Editorial - The problems of patriotism

How a nation or a body of people defines itself has always been a contested issue.

For many people across the world such questions rarely, if ever, arise outside of national holidays or major sporting events.

This could either mean that people are confident in their national identity or they don’t care about it.

It is only when the question of identity is contested that such considerations take on more importance and start to impinge on everyday life.

Even for those who may think they do not concern themselves with such questions, certain events come along which, sometimes unwittingly, push the issue into the spotlight.

Major public events can provoke a frenzy of flag waving and jingoism which is often mistaken for patriotism. At these times people tend to, sometimes literally, wrap the flag (of whatever colour) around them without much thought of what such a gesture means.

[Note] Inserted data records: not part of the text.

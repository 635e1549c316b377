use serde::Serialize;
use std::fmt;

use crate::error::CheckError;

const TB: f64 = 1_099_511_627_776.0;
const GB: f64 = 1_073_741_824.0;
const MB: f64 = 1_048_576.0;
const KB: f64 = 1_024.0;

/// Binary display unit; btrfs reports base-1024 byte counts.
#[derive(Debug, Clone, Copy, PartialEq, Eq, Serialize)]
pub enum Unit {
    KB,
    MB,
    GB,
    TB,
}

impl Unit {
    pub fn divisor(self) -> f64 {
        match self {
            Unit::KB => KB,
            Unit::MB => MB,
            Unit::GB => GB,
            Unit::TB => TB,
        }
    }

    pub fn label(self) -> &'static str {
        match self {
            Unit::KB => "KB",
            Unit::MB => "MB",
            Unit::GB => "GB",
            Unit::TB => "TB",
        }
    }

    /// Largest unit the value reaches at least 1 of; KB below that.
    fn for_bytes(b: f64) -> Unit {
        if b >= TB      { Unit::TB }
        else if b >= GB { Unit::GB }
        else if b >= MB { Unit::MB }
        else            { Unit::KB }
    }
}

impl fmt::Display for Unit {
    fn fmt(&self, f: &mut fmt::Formatter) -> fmt::Result {
        f.write_str(self.label())
    }
}

/// A size/used pair scaled into one shared unit.
#[derive(Debug, Clone, Copy, PartialEq, Serialize)]
pub struct HumanReadable {
    pub unit: Unit,
    pub size: f64,
    pub used: f64,
}

impl fmt::Display for HumanReadable {
    /// "0.25/8.00 MB"
    fn fmt(&self, f: &mut fmt::Formatter) -> fmt::Result {
        write!(f, "{:.2}/{:.2} {}", self.used, self.size, self.unit)
    }
}

/// Parse a decimal byte count as printed by btrfs.
pub fn parse_bytes(raw: &str, what: &str) -> Result<u64, CheckError> {
    raw.parse().map_err(|_| {
        CheckError::ParseFailure(format!("{} is not a byte count: {:?}", what, raw))
    })
}

/// Scale a size/used pair into the unit picked by the larger of the two.
///
/// Display only; thresholds always work on the raw byte counts.
pub fn to_human_readable(size: &str, used: &str) -> Result<HumanReadable, CheckError> {
    let size = parse_bytes(size, "size")? as f64;
    let used = parse_bytes(used, "used")? as f64;
    let unit = Unit::for_bytes(size.max(used));
    Ok(HumanReadable { unit, size: size / unit.divisor(), used: used / unit.divisor() })
}

/// Format a percentage with one decimal: "84.5%"
pub fn fmt_pct(pct: f64) -> String {
    format!("{:.1}%", pct)
}
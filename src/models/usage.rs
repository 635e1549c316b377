use serde::Serialize;

/// One `<Category>,<profile>:` block from `btrfs filesystem usage -b`.
///
/// Byte counts stay as the decimal strings btrfs printed; they are only
/// converted once a threshold or a display unit needs them.
#[derive(Debug, Clone, PartialEq, Eq, Serialize)]
pub struct ProfileUsage {
    /// Category joined with its redundancy profile, e.g. `Data,RAID1`.
    pub profile: String,
    pub size:    String,
    pub used:    String,
}

impl ProfileUsage {
    pub fn new(profile: impl Into<String>, size: impl Into<String>, used: impl Into<String>) -> Self {
        Self { profile: profile.into(), size: size.into(), used: used.into() }
    }
}

/// Per-profile allocation, in the order btrfs reported it.
#[derive(Debug, Clone, Default, PartialEq, Eq, Serialize)]
#[serde(transparent)]
pub struct UsageReport {
    entries: Vec<ProfileUsage>,
}

impl UsageReport {
    pub fn new() -> Self {
        Self::default()
    }

    /// Adds an entry unless the profile is already present; first one wins.
    pub fn insert(&mut self, entry: ProfileUsage) -> bool {
        if self.get(&entry.profile).is_some() {
            return false;
        }
        self.entries.push(entry);
        true
    }

    pub fn get(&self, profile: &str) -> Option<&ProfileUsage> {
        self.entries.iter().find(|e| e.profile == profile)
    }

    pub fn iter(&self) -> impl Iterator<Item = &ProfileUsage> {
        self.entries.iter()
    }

    pub fn len(&self) -> usize {
        self.entries.len()
    }

    pub fn is_empty(&self) -> bool {
        self.entries.is_empty()
    }

    pub fn profiles(&self) -> Vec<&str> {
        self.entries.iter().map(|e| e.profile.as_str()).collect()
    }
}

impl FromIterator<ProfileUsage> for UsageReport {
    fn from_iter<I: IntoIterator<Item = ProfileUsage>>(iter: I) -> Self {
        let mut report = UsageReport::new();
        for entry in iter {
            report.insert(entry);
        }
        report
    }
}

/// Parsed `btrfs filesystem usage -b`.
#[derive(Debug, Clone, PartialEq, Eq)]
pub struct UsageSnapshot {
    /// `Device size:` from the Overall block, if present.
    pub overall_size: Option<String>,
    pub breakdown:    UsageReport,
}

/// Parsed `btrfs filesystem show`.
#[derive(Debug, Clone, Copy, PartialEq, Eq)]
pub struct DeviceStatus {
    pub missing: bool,
}

/// Parsed `btrfs scrub status`.
#[derive(Debug, Clone, Copy, PartialEq, Eq)]
pub struct ScrubSummary {
    pub errors: bool,
}
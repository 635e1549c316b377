use std::sync::LazyLock;

use regex::Regex;

use super::{labelled_value, tokenize};
use crate::models::usage::{ProfileUsage, UsageReport};

/// `Data:`, `Metadata,DUP:`, `System,RAID1C3:` ... but never `Unallocated:`.
static CATEGORY: LazyLock<Regex> = LazyLock::new(|| {
    Regex::new(r"^(Data|Metadata|System)(,\S+)?:$").expect("category pattern is valid")
});

/// Raw device size from the `Device size:` line of the Overall block.
pub fn parse_overall_size<S: AsRef<str>>(lines: &[S]) -> Option<String> {
    lines.iter().find_map(|line| match tokenize(line.as_ref()).as_slice() {
        ["Device", "size:", value, ..] => Some(value.to_string()),
        _ => None,
    })
}

/// Per-profile `Size:`/`Used:` pairs, in report order.
///
/// Device path lines under each block, the Overall block and the
/// `Unallocated:` section never match the category pattern and are skipped.
pub fn parse_usage_breakdown<S: AsRef<str>>(lines: &[S]) -> UsageReport {
    lines.iter().filter_map(|line| parse_profile_line(line.as_ref())).collect()
}

fn parse_profile_line(line: &str) -> Option<ProfileUsage> {
    let tokens = tokenize(line);
    let head = *tokens.first()?;
    if !CATEGORY.is_match(head) {
        return None;
    }
    let rest = &tokens[1..];
    let size = labelled_value(rest, "Size:")?;
    let used = labelled_value(rest, "Used:")?;
    Some(ProfileUsage::new(head.trim_end_matches(':'), size, used))
}
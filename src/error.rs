use std::io;
use std::time::Duration;
use thiserror::Error;

/// Everything that turns a check run into UNKNOWN.
#[derive(Debug, Error)]
pub enum CheckError {
    #[error("`{command}` exited with {}: {}", fmt_code(*code), first_line(output))]
    CommandFailed {
        command: String,
        code:    Option<i32>,
        output:  String,
    },

    #[error("`{command}` timed out after {timeout:?}")]
    Timeout { command: String, timeout: Duration },

    #[error("could not start `{command}`: {source}")]
    Spawn {
        command: String,
        #[source]
        source:  io::Error,
    },

    #[error("parse failure: {0}")]
    ParseFailure(String),

    #[error("configuration error: {0}")]
    ConfigError(String),
}

fn fmt_code(code: Option<i32>) -> String {
    match code {
        Some(c) => format!("status {}", c),
        None    => "a signal".to_string(),
    }
}

fn first_line(output: &str) -> &str {
    output.lines().map(str::trim).find(|l| !l.is_empty()).unwrap_or("(no output)")
}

In most instances, of course, there is nothing wrong with this as people celebrate whatever victory or national occasion it happens to be. Problems arise, however, when such occasions are exploited to further an agenda. Governments, political parties and various groups then try to use such apparent displays of national pride or patriotism as an indicator of support for whatever cause they espouse when in reality, on most occasions, there is no real connection.

By all means people should be allowed to celebrate their identity as they see fit but they should also be aware of the malicious intent of others who would seek to channel what some regard as positivity into something negative and divisive and use it as a way of justifying their own narrow outlook.